RE: FT20 Sep 2022 18:32
Article in full
Incredibly, a price target cut from 380p to 45p isn’t the most eye-catching thing in a Liberum downgrade of THG. The even bigger drop comes on page six, where analyst Wayne Brown reports back from a management meeting post the retailer’s most recent profit warning:
On the media coverage of THG — CEO Matt Moulding recounting the following instance, which we reproduce verbatim. “I got a call from 1 of our advisers last week, really interesting call for me, a very senior guy and he was out for dinner with a very senior person in a well-known business newspaper. And THG actually came up as a conversation. And essentially, the story that came back was that, that media outlet had obviously received some phone calls around shortly after our IPO, suggesting that is as wrong as many people have said. And so as a result of that, that media outlet set up a war room, filled it with journalists and then spent the next 2 years trying to uncover anything possible about THG. And actually, the conclusion at that dinner was that actually we probably are all right, which is not a bad result because I believe they also discussed Mike Ashley and he has had 15 years and the people are probably just decided that he has obviously done an incredible job with his business. And so look, I think my view would be that’s probably a similar story. It’s quite unique in the UK market with the media that people can ring open and make claims against the company and war rooms are set up and then people spend 2 years putting the water right against you, but that’s just life, isn’t it? So we just carry on. We don’t change our strategy. We don’t change anything. We just keep on delivering to our numbers.”

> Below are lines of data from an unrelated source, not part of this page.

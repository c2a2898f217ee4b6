//! Context value model.
//!
//! # Responsibility
//! - Define the named-variable state threaded between equation cells.
//! - Offer value-style builders so callers never mutate a snapshot in place.
//!
//! # Invariants
//! - Variable order is insertion order and is preserved through serde.
//! - A `Context` stored on a cell is never edited; propagation builds new ones.

use serde::{Deserialize, Serialize};

/// Type tag for one context variable.
#[derive(Debug, Clone, Copy, PartialEq, Eq, Hash, Serialize, Deserialize)]
#[serde(rename_all = "snake_case")]
pub enum VariableType {
    /// Concrete numeric value(s), e.g. `2` or `3.5`.
    Numerical,
    /// Symbolic expression(s) that could not be reduced to a number.
    Analytical,
}

/// One named value in a context.
#[derive(Debug, Clone, PartialEq, Eq, Serialize, Deserialize)]
pub struct Variable {
    pub name: String,
    /// Serialized as `type` to match the wire schema.
    #[serde(rename = "type")]
    pub kind: VariableType,
    /// One or more value strings; multiple values model multi-root solutions.
    pub values: Vec<String>,
}

impl Variable {
    pub fn numerical(name: impl Into<String>, value: impl Into<String>) -> Self {
        Self {
            name: name.into(),
            kind: VariableType::Numerical,
            values: vec![value.into()],
        }
    }

    pub fn analytical(name: impl Into<String>, value: impl Into<String>) -> Self {
        Self {
            name: name.into(),
            kind: VariableType::Analytical,
            values: vec![value.into()],
        }
    }

    /// Returns the first value, which is the canonical one for single-valued variables.
    pub fn first_value(&self) -> Option<&str> {
        self.values.first().map(String::as_str)
    }
}

/// Ordered world state immediately after one equation cell.
#[derive(Debug, Clone, Default, PartialEq, Eq, Serialize, Deserialize)]
pub struct Context {
    #[serde(default)]
    variables: Vec<Variable>,
}

impl Context {
    /// Returns a context with no variables.
    pub fn empty() -> Self {
        Self::default()
    }

    pub fn from_variables(variables: Vec<Variable>) -> Self {
        Self { variables }
    }

    pub fn variables(&self) -> &[Variable] {
        &self.variables
    }

    pub fn is_empty(&self) -> bool {
        self.variables.is_empty()
    }

    pub fn len(&self) -> usize {
        self.variables.len()
    }

    /// Looks up a variable by exact name.
    pub fn get(&self, name: &str) -> Option<&Variable> {
        self.variables.iter().find(|variable| variable.name == name)
    }

    /// Builds a new context with `variable` set.
    ///
    /// A same-named variable is replaced at its existing position; otherwise
    /// the variable is appended. `self` is left untouched.
    pub fn with_variable(&self, variable: Variable) -> Self {
        let mut variables = self.variables.clone();
        match variables.iter_mut().find(|existing| existing.name == variable.name) {
            Some(slot) => *slot = variable,
            None => variables.push(variable),
        }
        Self { variables }
    }
}

#[cfg(test)]
mod tests {
    use super::{Context, Variable, VariableType};

    #[test]
    fn empty_context_has_no_variables() {
        let context = Context::empty();
        assert!(context.is_empty());
        assert_eq!(context.len(), 0);
    }

    #[test]
    fn with_variable_replaces_in_place_and_keeps_original() {
        let base = Context::empty()
            .with_variable(Variable::numerical("x", "1"))
            .with_variable(Variable::numerical("y", "2"));
        let next = base.with_variable(Variable::analytical("x", "a+b"));

        assert_eq!(base.get("x").and_then(Variable::first_value), Some("1"));
        assert_eq!(next.variables()[0].name, "x");
        assert_eq!(next.variables()[0].kind, VariableType::Analytical);
        assert_eq!(next.variables()[1].name, "y");
        assert_eq!(next.len(), 2);
    }

    #[test]
    fn variable_serializes_with_type_tag() {
        let json = serde_json::to_value(Variable::numerical("x", "2")).unwrap();
        assert_eq!(
            json,
            serde_json::json!({"name": "x", "type": "numerical", "values": ["2"]})
        );
    }
}
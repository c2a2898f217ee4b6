mod common;

use alphasolve_core::sync::packet::PacketKind;
use alphasolve_core::tree::TreeError;
use alphasolve_core::{
    builtin_registry, BuiltinExecutor, Cell, Packet, PacketError, Project, SessionService,
    SyncEvent, SyncEventKind, VariableType,
};
use common::{value_of, RecordingSink};
use serde_json::json;
use std::sync::{Arc, Mutex};

fn session(cells: Vec<Cell>) -> (SessionService<RecordingSink>, RecordingSink) {
    let sink = RecordingSink::default();
    let service = SessionService::new(
        Project::new("shared").with_cells(cells),
        builtin_registry().expect("builtin registry"),
        Box::new(BuiltinExecutor::new()),
        sink.clone(),
    );
    (service, sink)
}

async fn propagated(cells: Vec<Cell>) -> (SessionService<RecordingSink>, RecordingSink) {
    let first = cells[0].id();
    let (mut service, sink) = session(cells);
    service.propagate_from(first).await.expect("initial propagation");
    (service, sink)
}

fn rejections(service: &mut SessionService<RecordingSink>) -> Arc<Mutex<Vec<SyncEvent>>> {
    let seen = Arc::new(Mutex::new(Vec::new()));
    let sink = Arc::clone(&seen);
    service.subscribe(SyncEventKind::PacketRejected, move |event| {
        sink.lock().unwrap().push(event.clone());
    });
    seen
}

fn value<'a>(cell: &'a Cell, name: &str) -> Option<&'a str> {
    value_of(cell.stored_context()?, name)
}

#[test]
fn create_packet_wire_shape_decodes() {
    let folder = uuid::Uuid::new_v4();
    let message = json!({
        "type": "CellCreate",
        "cell": {
            "type": "note",
            "id": "0b7e3f4e-9a55-4f1e-8f5e-1b2c3d4e5f60",
            "createdAt": "2026-03-01T08:00:00Z",
            "updatedAt": "2026-03-01T08:00:00Z",
            "content": "hello"
        },
        "index": 0,
        "parentCellId": folder,
        "timestamp": "2026-03-01T08:00:01Z"
    })
    .to_string();

    match Packet::decode(&message).expect("decode create") {
        Packet::CellCreate {
            cell,
            index,
            parent_cell_id,
            ..
        } => {
            assert_eq!(cell.editable_text(), "hello");
            assert_eq!(index, 0);
            assert_eq!(parent_cell_id, Some(folder));
        }
        other => panic!("unexpected packet {:?}", other.kind()),
    }
}

#[tokio::test]
async fn move_to_front_re_propagates_from_new_position() {
    let (mut service, _sink) = propagated(vec![
        Cell::equation("y=x+1"),
        Cell::equation("z=y*2"),
        Cell::note("n"),
        Cell::equation("x=2"),
    ])
    .await;
    let x_id = service.project().cells[3].id();
    assert_eq!(value(&service.project().cells[1], "z"), Some("y*2"));

    let event = service
        .apply_packet(Packet::cell_move(x_id, 3, 0))
        .await
        .expect("move applies");

    assert_eq!(
        event,
        SyncEvent::CellMoved {
            cell_id: x_id,
            from_index: 3,
            to_index: 0
        }
    );
    let cells = &service.project().cells;
    assert_eq!(cells[0].id(), x_id);
    assert_eq!(value(&cells[1], "y"), Some("3"));
    assert_eq!(value(&cells[2], "z"), Some("6"));
}

#[tokio::test]
async fn move_past_end_is_rejected_and_reported() {
    let (mut service, _sink) = session(vec![Cell::equation("x=1"), Cell::equation("y=2")]);
    let seen = rejections(&mut service);
    let before = service.project().clone();
    let first = before.cells[0].id();

    let err = service
        .apply_packet(Packet::cell_move(first, 0, 2))
        .await
        .unwrap_err();

    assert_eq!(err.code(), "validation_error");
    assert_eq!(service.project(), &before);
    let seen = seen.lock().unwrap();
    assert_eq!(seen.len(), 1);
    match &seen[0] {
        SyncEvent::PacketRejected {
            packet_kind, code, ..
        } => {
            assert_eq!(*packet_kind, Some(PacketKind::CellMove));
            assert_eq!(*code, "validation_error");
        }
        other => panic!("unexpected event {other:?}"),
    }
}
//! Cell domain model.
//!
//! # Responsibility
//! - Define the three cell kinds (equation, folder, note) as one tagged enum.
//! - Provide shared accessors and lifecycle helpers over all kinds.
//!
//! # Invariants
//! - `id` is unique across the whole project tree, not only among siblings.
//! - `updated_at` is refreshed on every user-visible or computed change.
//! - Unknown `type` discriminants fail deserialization instead of being dropped.

use crate::model::context::Context;
use chrono::{DateTime, Utc};
use serde::{Deserialize, Serialize};
use uuid::Uuid;

/// Stable identifier for every cell in a project tree.
pub type CellId = Uuid;

/// Equation cell: source text plus the context computed after it.
#[derive(Debug, Clone, PartialEq, Eq, Serialize, Deserialize)]
#[serde(rename_all = "camelCase")]
pub struct EquationCell {
    pub id: CellId,
    pub created_at: DateTime<Utc>,
    pub updated_at: DateTime<Utc>,
    /// Source text as typed by the user (LaTeX-flavoured).
    pub text: String,
    /// `None` until the cell has been evaluated at least once.
    #[serde(default, skip_serializing_if = "Option::is_none")]
    pub context: Option<Context>,
    /// Display-only solution strings; never read back by propagation.
    #[serde(default)]
    pub solutions: Vec<String>,
}

/// Folder cell: named, ordered group of child cells.
#[derive(Debug, Clone, PartialEq, Eq, Serialize, Deserialize)]
#[serde(rename_all = "camelCase")]
pub struct FolderCell {
    pub id: CellId,
    pub created_at: DateTime<Utc>,
    pub updated_at: DateTime<Utc>,
    pub name: String,
    #[serde(default)]
    pub cells: Vec<Cell>,
}

/// Note cell: free-form text, inert for propagation.
#[derive(Debug, Clone, PartialEq, Eq, Serialize, Deserialize)]
#[serde(rename_all = "camelCase")]
pub struct NoteCell {
    pub id: CellId,
    pub created_at: DateTime<Utc>,
    pub updated_at: DateTime<Utc>,
    pub content: String,
}

/// Cell kind without payload, used for logging and dispatch decisions.
#[derive(Debug, Clone, Copy, PartialEq, Eq)]
pub enum CellKind {
    Equation,
    Folder,
    Note,
}

impl CellKind {
    pub fn as_str(self) -> &'static str {
        match self {
            Self::Equation => "equation",
            Self::Folder => "folder",
            Self::Note => "note",
        }
    }
}

/// One node of the project document tree.
#[derive(Debug, Clone, PartialEq, Eq, Serialize, Deserialize)]
#[serde(tag = "type", rename_all = "snake_case")]
pub enum Cell {
    Equation(EquationCell),
    Folder(FolderCell),
    Note(NoteCell),
}

impl Cell {
    /// Creates an equation cell with a generated id and no context yet.
    pub fn equation(text: impl Into<String>) -> Self {
        let now = Utc::now();
        Self::Equation(EquationCell {
            id: Uuid::new_v4(),
            created_at: now,
            updated_at: now,
            text: text.into(),
            context: None,
            solutions: Vec::new(),
        })
    }

    /// Creates a folder cell with a generated id.
    pub fn folder(name: impl Into<String>, cells: Vec<Cell>) -> Self {
        let now = Utc::now();
        Self::Folder(FolderCell {
            id: Uuid::new_v4(),
            created_at: now,
            updated_at: now,
            name: name.into(),
            cells,
        })
    }

    /// Creates a note cell with a generated id.
    pub fn note(content: impl Into<String>) -> Self {
        let now = Utc::now();
        Self::Note(NoteCell {
            id: Uuid::new_v4(),
            created_at: now,
            updated_at: now,
            content: content.into(),
        })
    }

    pub fn id(&self) -> CellId {
        match self {
            Self::Equation(cell) => cell.id,
            Self::Folder(cell) => cell.id,
            Self::Note(cell) => cell.id,
        }
    }

    pub fn kind(&self) -> CellKind {
        match self {
            Self::Equation(_) => CellKind::Equation,
            Self::Folder(_) => CellKind::Folder,
            Self::Note(_) => CellKind::Note,
        }
    }

    pub fn created_at(&self) -> DateTime<Utc> {
        match self {
            Self::Equation(cell) => cell.created_at,
            Self::Folder(cell) => cell.created_at,
            Self::Note(cell) => cell.created_at,
        }
    }

    pub fn updated_at(&self) -> DateTime<Utc> {
        match self {
            Self::Equation(cell) => cell.updated_at,
            Self::Folder(cell) => cell.updated_at,
            Self::Note(cell) => cell.updated_at,
        }
    }

    /// Refreshes `updated_at` to now.
    pub fn touch(&mut self) {
        let now = Utc::now();
        match self {
            Self::Equation(cell) => cell.updated_at = now,
            Self::Folder(cell) => cell.updated_at = now,
            Self::Note(cell) => cell.updated_at = now,
        }
    }

    /// Returns the user-editable text of this cell.
    ///
    /// Equation text, note content, or folder name.
    pub fn editable_text(&self) -> &str {
        match self {
            Self::Equation(cell) => &cell.text,
            Self::Folder(cell) => &cell.name,
            Self::Note(cell) => &cell.content,
        }
    }

    /// Replaces the user-editable text and refreshes `updated_at`.
    pub fn set_editable_text(&mut self, text: impl Into<String>) {
        let text = text.into();
        match self {
            Self::Equation(cell) => cell.text = text,
            Self::Folder(cell) => cell.name = text,
            Self::Note(cell) => cell.content = text,
        }
        self.touch();
    }

    pub fn as_equation(&self) -> Option<&EquationCell> {
        match self {
            Self::Equation(cell) => Some(cell),
            _ => None,
        }
    }

    /// Returns the stored context when this is an evaluated equation cell.
    pub fn stored_context(&self) -> Option<&Context> {
        self.as_equation().and_then(|cell| cell.context.as_ref())
    }

    pub fn children(&self) -> Option<&[Cell]> {
        match self {
            Self::Folder(folder) => Some(&folder.cells),
            _ => None,
        }
    }

    pub fn children_mut(&mut self) -> Option<&mut Vec<Cell>> {
        match self {
            Self::Folder(folder) => Some(&mut folder.cells),
            _ => None,
        }
    }
}
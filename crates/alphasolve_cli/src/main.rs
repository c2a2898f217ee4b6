//! Alpha Solve command-line client.
//!
//! # Responsibility
//! - Verify `alphasolve_core` linkage (`ping`).
//! - Run propagation over a project file with the builtin executor (`propagate`).
//! - Join a sync session as a headless peer (`connect`).

use alphasolve_core::sync::transport::{outbound_channel, run_transport};
use alphasolve_core::{
    builtin_registry, init_logging, propagate_all, propagate_from, BuiltinExecutor, LogConfig,
    LogTarget, Project, SessionConfig, SessionService,
};
use clap::{Parser, Subcommand};
use log::{error, info};
use std::error::Error;
use std::path::{Path, PathBuf};
use std::process::ExitCode;
use std::time::Duration;
use uuid::Uuid;

type CliResult<T> = Result<T, Box<dyn Error>>;

#[derive(Parser)]
#[command(name = "alphasolve")]
#[command(about = "Alpha Solve context propagation and sync client", long_about = None)]
#[command(version)]
struct Cli {
    /// trace|debug|info|warn|error
    #[arg(long, global = true, env = "ALPHASOLVE_LOG_LEVEL")]
    log_level: Option<String>,
    /// Absolute directory for rotating log files; stderr when omitted
    #[arg(long, global = true, env = "ALPHASOLVE_LOG_DIR")]
    log_dir: Option<PathBuf>,
    #[command(subcommand)]
    command: Commands,
}

#[derive(Subcommand)]
enum Commands {
    /// Print core health and version
    Ping,
    /// Propagate contexts through a project JSON file and print the result
    Propagate {
        project: PathBuf,
        /// Cell to start from; the first top-level cell when omitted
        #[arg(long)]
        from: Option<Uuid>,
    },
    /// Join a sync session and apply inbound packets until the server closes
    Connect {
        #[arg(long, env = "ALPHASOLVE_SERVER_URL", default_value = alphasolve_core::config::DEFAULT_SERVER_URL)]
        server: String,
        #[arg(long, env = "ALPHASOLVE_DISPLAY_NAME")]
        name: String,
        #[arg(long, env = "ALPHASOLVE_PROJECT_ID")]
        project_id: Uuid,
        #[arg(long, env = "ALPHASOLVE_USER_ID")]
        user_id: Option<String>,
        /// Project JSON to share with peers on join
        #[arg(long)]
        project: Option<PathBuf>,
        #[arg(long, default_value = "5")]
        reconnect_attempts: u32,
        #[arg(long, default_value = "1000")]
        reconnect_delay_ms: u64,
    },
}

#[tokio::main(flavor = "current_thread")]
async fn main() -> ExitCode {
    let cli = Cli::parse();
    let log = log_config(cli.log_level, cli.log_dir);

    let result = match cli.command {
        Commands::Ping => cmd_ping(),
        Commands::Propagate { project, from } => cmd_propagate(&log, &project, from).await,
        Commands::Connect {
            server,
            name,
            project_id,
            user_id,
            project,
            reconnect_attempts,
            reconnect_delay_ms,
        } => {
            let mut config = SessionConfig::new(name, project_id);
            config.server_url = server;
            if let Some(user_id) = user_id {
                config.user_id = user_id;
            }
            config.reconnect.max_attempts = reconnect_attempts;
            config.reconnect.base_delay = Duration::from_millis(reconnect_delay_ms);
            config.log = log;
            cmd_connect(config, project.as_deref()).await
        }
    };

    match result {
        Ok(()) => ExitCode::SUCCESS,
        Err(err) => {
            error!("event=cli_exit module=cli status=error error={}", err);
            eprintln!("alphasolve: {err}");
            ExitCode::FAILURE
        }
    }
}

fn log_config(level: Option<String>, dir: Option<PathBuf>) -> LogConfig {
    let mut config = LogConfig::default();
    if let Some(level) = level {
        config.level = level;
    }
    if let Some(dir) = dir {
        config.target = LogTarget::Directory(dir);
    }
    config
}

fn cmd_ping() -> CliResult<()> {
    println!("alphasolve_core ping={}", alphasolve_core::ping());
    println!("alphasolve_core version={}", alphasolve_core::core_version());
    Ok(())
}

async fn cmd_propagate(log: &LogConfig, path: &Path, from: Option<Uuid>) -> CliResult<()> {
    init_logging(log)?;
    let mut project = load_project(path)?;
    let registry = builtin_registry()?;
    let executor = BuiltinExecutor::new();

    let report = match from {
        Some(cell_id) => Some(propagate_from(&mut project, cell_id, &registry, &executor).await?),
        None => propagate_all(&mut project, &registry, &executor).await,
    };
    if let Some(report) = report {
        info!(
            "event=cli_propagate module=cli status=ok applied={} passed_through={} failed={}",
            report.applied, report.passed_through, report.failed
        );
    }
    println!("{}", serde_json::to_string_pretty(&project)?);
    Ok(())
}

async fn cmd_connect(config: SessionConfig, project_path: Option<&Path>) -> CliResult<()> {
    config.validate()?;
    init_logging(&config.log)?;

    let shared = project_path.is_some();
    let project = match project_path {
        Some(path) => load_project(path)?,
        None => Project::with_id(config.project_id, "Untitled"),
    };

    let (sink, outbound_rx) = outbound_channel();
    let (inbound_tx, inbound_rx) = tokio::sync::mpsc::unbounded_channel();
    let params = config.connection_params();
    let policy = config.reconnect;
    let transport = tokio::spawn(async move {
        run_transport(&params, policy, inbound_tx, outbound_rx).await
    });

    let mut session = SessionService::new(
        project,
        builtin_registry()?,
        Box::new(BuiltinExecutor::new()),
        sink,
    );
    if shared {
        session.broadcast_snapshot();
    }
    session.run(inbound_rx).await;

    transport.await??;
    Ok(())
}

fn load_project(path: &Path) -> CliResult<Project> {
    let raw = std::fs::read_to_string(path)
        .map_err(|err| format!("failed to read `{}`: {err}", path.display()))?;
    let project = serde_json::from_str(&raw)
        .map_err(|err| format!("invalid project `{}`: {err}", path.display()))?;
    Ok(project)
}
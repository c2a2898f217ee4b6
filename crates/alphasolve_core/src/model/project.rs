//! Project aggregate.
//!
//! # Responsibility
//! - Own the top-level cell sequence of one editing session.
//!
//! # Invariants
//! - The project exclusively owns its cell tree.
//! - `updated_at` is refreshed whenever the tree structure or a cell changes.

use crate::model::cell::Cell;
use chrono::{DateTime, Utc};
use serde::{Deserialize, Serialize};
use uuid::Uuid;

/// Stable project identifier, also used as a sync connection parameter.
pub type ProjectId = Uuid;

/// Root aggregate of a collaborative document.
#[derive(Debug, Clone, PartialEq, Eq, Serialize, Deserialize)]
#[serde(rename_all = "camelCase")]
pub struct Project {
    pub id: ProjectId,
    pub name: String,
    #[serde(default)]
    pub cells: Vec<Cell>,
    pub created_at: DateTime<Utc>,
    pub updated_at: DateTime<Utc>,
}

impl Project {
    /// Creates an empty project with a generated id.
    pub fn new(name: impl Into<String>) -> Self {
        Self::with_id(Uuid::new_v4(), name)
    }

    /// Creates an empty project with a caller-provided id.
    ///
    /// Used when the id is dictated by the sync session.
    pub fn with_id(id: ProjectId, name: impl Into<String>) -> Self {
        let now = Utc::now();
        Self {
            id,
            name: name.into(),
            cells: Vec::new(),
            created_at: now,
            updated_at: now,
        }
    }

    pub fn with_cells(mut self, cells: Vec<Cell>) -> Self {
        self.cells = cells;
        self
    }

    /// Refreshes `updated_at` to now.
    pub fn touch(&mut self) {
        self.updated_at = Utc::now();
    }

    /// Counts every cell in the tree, folders and their descendants included.
    pub fn cell_count(&self) -> usize {
        fn count(cells: &[Cell]) -> usize {
            cells
                .iter()
                .map(|cell| 1 + cell.children().map(count).unwrap_or(0))
                .sum()
        }
        count(&self.cells)
    }
}
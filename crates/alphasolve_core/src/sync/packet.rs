//! Sync packet wire model.
//!
//! # Responsibility
//! - Define the five mutation intents exchanged between collaborating clients.
//! - Encode/decode one packet per JSON message.
//!
//! # Invariants
//! - `type` discriminates the packet; unknown types are decode errors.
//! - Every packet carries an ISO-8601 `timestamp` of issue.

use crate::model::cell::{Cell, CellId};
use crate::model::project::Project;
use chrono::{DateTime, Utc};
use serde::{Deserialize, Serialize};
use std::error::Error;
use std::fmt::{Display, Formatter};

/// One mutation intent against the project tree.
#[derive(Debug, Clone, PartialEq, Eq, Serialize, Deserialize)]
#[serde(tag = "type")]
pub enum Packet {
    /// Wholesale replacement of the receiver's project.
    #[serde(rename_all = "camelCase")]
    ProjectSync {
        project: Project,
        timestamp: DateTime<Utc>,
    },
    /// Replacement of one cell, in place.
    #[serde(rename_all = "camelCase")]
    CellUpdate {
        cell_id: CellId,
        cell: Cell,
        timestamp: DateTime<Utc>,
    },
    /// Reorder within the array that holds `cell_id`.
    #[serde(rename_all = "camelCase")]
    CellMove {
        cell_id: CellId,
        from_index: usize,
        to_index: usize,
        timestamp: DateTime<Utc>,
    },
    /// Insert into the top-level array or a folder's children.
    #[serde(rename_all = "camelCase")]
    CellCreate {
        cell: Cell,
        index: usize,
        #[serde(default, skip_serializing_if = "Option::is_none")]
        parent_cell_id: Option<CellId>,
        timestamp: DateTime<Utc>,
    },
    /// Removal from the top-level array or a folder's children.
    #[serde(rename_all = "camelCase")]
    CellDelete {
        cell_id: CellId,
        #[serde(default, skip_serializing_if = "Option::is_none")]
        parent_cell_id: Option<CellId>,
        timestamp: DateTime<Utc>,
    },
}

/// Packet kind without payload, for logs and error reports.
#[derive(Debug, Clone, Copy, PartialEq, Eq)]
pub enum PacketKind {
    ProjectSync,
    CellUpdate,
    CellMove,
    CellCreate,
    CellDelete,
}

impl PacketKind {
    pub fn as_str(self) -> &'static str {
        match self {
            Self::ProjectSync => "ProjectSync",
            Self::CellUpdate => "CellUpdate",
            Self::CellMove => "CellMove",
            Self::CellCreate => "CellCreate",
            Self::CellDelete => "CellDelete",
        }
    }
}

impl Packet {
    pub fn project_sync(project: Project) -> Self {
        Self::ProjectSync {
            project,
            timestamp: Utc::now(),
        }
    }

    pub fn cell_update(cell: Cell) -> Self {
        Self::CellUpdate {
            cell_id: cell.id(),
            cell,
            timestamp: Utc::now(),
        }
    }

    pub fn cell_move(cell_id: CellId, from_index: usize, to_index: usize) -> Self {
        Self::CellMove {
            cell_id,
            from_index,
            to_index,
            timestamp: Utc::now(),
        }
    }

    pub fn cell_create(cell: Cell, index: usize, parent_cell_id: Option<CellId>) -> Self {
        Self::CellCreate {
            cell,
            index,
            parent_cell_id,
            timestamp: Utc::now(),
        }
    }

    pub fn cell_delete(cell_id: CellId, parent_cell_id: Option<CellId>) -> Self {
        Self::CellDelete {
            cell_id,
            parent_cell_id,
            timestamp: Utc::now(),
        }
    }

    pub fn kind(&self) -> PacketKind {
        match self {
            Self::ProjectSync { .. } => PacketKind::ProjectSync,
            Self::CellUpdate { .. } => PacketKind::CellUpdate,
            Self::CellMove { .. } => PacketKind::CellMove,
            Self::CellCreate { .. } => PacketKind::CellCreate,
            Self::CellDelete { .. } => PacketKind::CellDelete,
        }
    }

    pub fn timestamp(&self) -> DateTime<Utc> {
        match self {
            Self::ProjectSync { timestamp, .. }
            | Self::CellUpdate { timestamp, .. }
            | Self::CellMove { timestamp, .. }
            | Self::CellCreate { timestamp, .. }
            | Self::CellDelete { timestamp, .. } => *timestamp,
        }
    }

    /// Decodes one packet from a complete JSON message.
    pub fn decode(message: &str) -> Result<Self, DecodeError> {
        serde_json::from_str(message).map_err(|err| DecodeError::new(err.to_string()))
    }

    /// Encodes this packet as one JSON message.
    pub fn encode(&self) -> Result<String, serde_json::Error> {
        serde_json::to_string(self)
    }
}

/// Malformed packet JSON, or a packet/cell with an unknown discriminant.
#[derive(Debug, Clone, PartialEq, Eq)]
pub struct DecodeError {
    message: String,
}

impl DecodeError {
    pub fn new(message: impl Into<String>) -> Self {
        Self {
            message: message.into(),
        }
    }

    pub fn message(&self) -> &str {
        &self.message
    }
}

impl Display for DecodeError {
    fn fmt(&self, f: &mut Formatter<'_>) -> std::fmt::Result {
        write!(f, "packet decode failed: {}", self.message)
    }
}

impl Error for DecodeError {}
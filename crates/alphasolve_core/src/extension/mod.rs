//! Function extension layer.
//!
//! # Responsibility
//! - Describe which plugin functions exist (`registry`).
//! - Define the boundary to the external computation runtime (`executor`).
//! - Ship a first-party executor usable without any plugin runtime (`builtin`).
//!
//! # Invariants
//! - Core never calls a function that is not listed in a `FunctionRegistry`.
//! - Executor failures never cross the function-resolution boundary.

pub mod builtin;
pub mod executor;
pub mod expression;
pub mod registry;

pub use executor::{CellFunctionResult, ExecutorError, FunctionExecutor, MetaFunctionResult};
pub use registry::{FunctionDescriptor, FunctionRegistry, ProcMacroDescriptor, RegistryError};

For the avoidance of doubt, the Financial Times cannot be the “well-known business newspaper” that “set up a war room, filled it with journalists and then spent the next two years trying to uncover anything possible about THG.” It can’t because it didn’t.
The only journalistic co-ordination that exists here is a group chat. It’s a routine way to work on multi-day, multi-theme stories. Reporters tend to have dozens on the go. The THG group began in mid 2021 not because of tip-off phone calls but because the shares were threatening to go below the flotation price; a cautious tone of coverage was already well established.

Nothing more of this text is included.